WHAT IS REQUIRED
Return, unchanged, every line starting at the one with "last successful publish." and running through the last line of the material below, with nothing else added.

SOURCE INFORMATION

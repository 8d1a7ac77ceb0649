//! Shared constants used across the worker.

/// Store key holding the channel statistics JSON document.
///
/// The three key names are read by an external API service and must not change.
pub const KEY_CHANNEL_STATS: &str = "tg:channel:stats";

/// Store key holding the JSON array of recent posts.
pub const KEY_CHANNEL_POSTS: &str = "tg:channel:posts";

/// Store key holding the RFC 3339 timestamp of the last successful publish.
pub const KEY_LAST_UPDATE: &str = "tg:last_update";

/// Maximum length of a post excerpt, in characters.
pub const EXCERPT_MAX_CHARS: usize = 200;

/// Base URL for public post permalinks.
pub const PERMALINK_BASE: &str = "https://t.me";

ANSWER TO THE PROBLEM
/// Store key holding the RFC 3339 timestamp of the last successful publish.
pub const KEY_LAST_UPDATE: &str = "tg:last_update";

/// Maximum length of a post excerpt, in characters.
pub const EXCERPT_MAX_CHARS: usize = 200;

/// Base URL for public post permalinks.
pub const PERMALINK_BASE: &str = "https://t.me";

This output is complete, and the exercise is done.